_AIM OF THE TASK_
Among the entries, find each line that includes the string "BTreeMap" and list it.
*-*-*
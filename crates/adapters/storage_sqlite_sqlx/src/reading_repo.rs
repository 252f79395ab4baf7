//! `SQLite` implementation of [`ReadingRepository`].

use std::collections::BTreeMap;
use std::future::Future;

use sqlx::sqlite::SqliteRow;
use sqlx::{FromRow, Row, SqlitePool};

use greenhub_app::ports::ReadingRepository;
use greenhub_domain::error::GreenHubError;
use greenhub_domain::id::SensorId;
use greenhub_domain::reading::Reading;

use crate::codec;
use crate::error::StorageError;

struct Wrapper(Reading);

impl<'r> FromRow<'r, SqliteRow> for Wrapper {
    fn from_row(row: &'r SqliteRow) -> Result<Self, sqlx::Error> {
        let id: String = row.try_get("id")?;
        let sensor_id: String = row.try_get("sensor_id")?;
        let fields: String = row.try_get("fields")?;
        let received_at: String = row.try_get("received_at")?;

        let fields: BTreeMap<String, f64> = codec::json(&fields)?;

        Ok(Self(Reading {
            id: codec::parse(&id)?,
            sensor_id: codec::parse(&sensor_id)?,
            fields,
            received_at: codec::parse_timestamp(&received_at)?,
        }))
    }
}

const INSERT: &str =
    "INSERT INTO readings (id, sensor_id, fields, received_at) VALUES (?, ?, ?, ?)";
const SELECT_LATEST: &str =
    "SELECT * FROM readings WHERE sensor_id = ? ORDER BY received_at DESC, rowid DESC LIMIT ?";

/// `SQLite`-backed, append-only reading history.
#[derive(Clone)]
pub struct SqliteReadingRepository {
    pool: SqlitePool,
}

impl SqliteReadingRepository {
    #[must_use]
    pub fn new(pool: SqlitePool) -> Self {
        Self { pool }
    }
}

impl ReadingRepository for SqliteReadingRepository {
    fn insert(&self, reading: Reading) -> impl Future<Output = Result<(), GreenHubError>> + Send {
        let pool = self.pool.clone();
        async move {
            let fields = serde_json::to_string(&reading.fields).map_err(StorageError::from)?;
            sqlx::query(INSERT)
                .bind(reading.id.to_string())
                .bind(reading.sensor_id.to_string())
                .bind(fields)
                .bind(codec::timestamp(reading.received_at))
                .execute(&pool)
                .await
                .map_err(StorageError::from)?;
            Ok(())
        }
    }

    fn latest_for_sensor(
        &self,
        sensor_id: SensorId,
        limit: usize,
    ) -> impl Future<Output = Result<Vec<Reading>, GreenHubError>> + Send {
        let pool = self.pool.clone();
        async move {
            let rows: Vec<Wrapper> = sqlx::query_as(SELECT_LATEST)
                .bind(sensor_id.to_string())
                .bind(i64::try_from(limit).unwrap_or(i64::MAX))
                .fetch_all(&pool)
                .await
                .map_err(StorageError::from)?;
            Ok(rows.into_iter().map(|w| w.0).collect())
        }
    }
}
//! Request bodies of the HTTP transports.

use serde::Serialize;

use greenhub_domain::notification::NotificationRequest;
use greenhub_domain::rule::{Priority, TargetChannel};

/// Body POSTed to the generic webhook.
///
/// Field names follow the receiver's contract.
#[derive(Debug, Serialize)]
pub struct WebhookBody<'a> {
    pub usuario: &'a str,
    pub canal: &'a str,
    #[serde(rename = "targetChannel")]
    pub target_channel: TargetChannel,
    pub mensaje: &'a str,
    pub timestamp: String,
    pub priority: Priority,
    pub source: &'a str,
    pub metadata: &'a serde_json::Map<String, serde_json::Value>,
}

impl<'a> WebhookBody<'a> {
    #[must_use]
    pub fn new(request: &'a NotificationRequest, source: &'a str) -> Self {
        Self {
            usuario: &request.user,
            canal: &request.channel,
            target_channel: request.target_channel,
            mensaje: &request.message,
            timestamp: request.created_at.to_rfc3339(),
            priority: request.priority,
            source,
            metadata: &request.metadata,
        }
    }
}

/// Body of a Telegram bot API `sendMessage` call.
#[derive(Debug, Serialize)]
pub struct TelegramBody<'a> {
    pub chat_id: &'a str,
    pub text: String,
    /// Low-priority messages arrive silently.
    pub disable_notification: bool,
}

impl<'a> TelegramBody<'a> {
    #[must_use]
    pub fn new(request: &NotificationRequest, chat_id: &'a str) -> Self {
        Self {
            chat_id,
            text: format!(
                "[{}] {} ({})\n{}",
                request.priority.as_str().to_ascii_uppercase(),
                request.channel,
                request.user,
                request.message
            ),
            disable_notification: request.priority == Priority::Low,
        }
    }
}

/// Body POSTed to the e-mail relay.
#[derive(Debug, Serialize)]
pub struct EmailBody<'a> {
    pub from: &'a str,
    pub to: &'a [String],
    pub subject: String,
    pub body: &'a str,
    pub canal: &'a str,
    #[serde(rename = "targetChannel")]
    pub target_channel: TargetChannel,
    pub priority: Priority,
    pub source: &'a str,
    pub metadata: &'a serde_json::Map<String, serde_json::Value>,
}

impl<'a> EmailBody<'a> {
    #[must_use]
    pub fn new(
        request: &'a NotificationRequest,
        from: &'a str,
        to: &'a [String],
        source: &'a str,
    ) -> Self {
        let topic = request
            .metadata
            .get("rule_name")
            .and_then(serde_json::Value::as_str)
            .unwrap_or("notification");
        Self {
            from,
            to,
            subject: format!("[greenhub][{}] {topic}", request.priority),
            body: &request.message,
            canal: &request.channel,
            target_channel: request.target_channel,
            priority: request.priority,
            source,
            metadata: &request.metadata,
        }
    }
}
*-*-*
_ANSWER SECTION_
use std::collections::BTreeMap;
        let fields: BTreeMap<String, f64> = codec::json(&fields)?;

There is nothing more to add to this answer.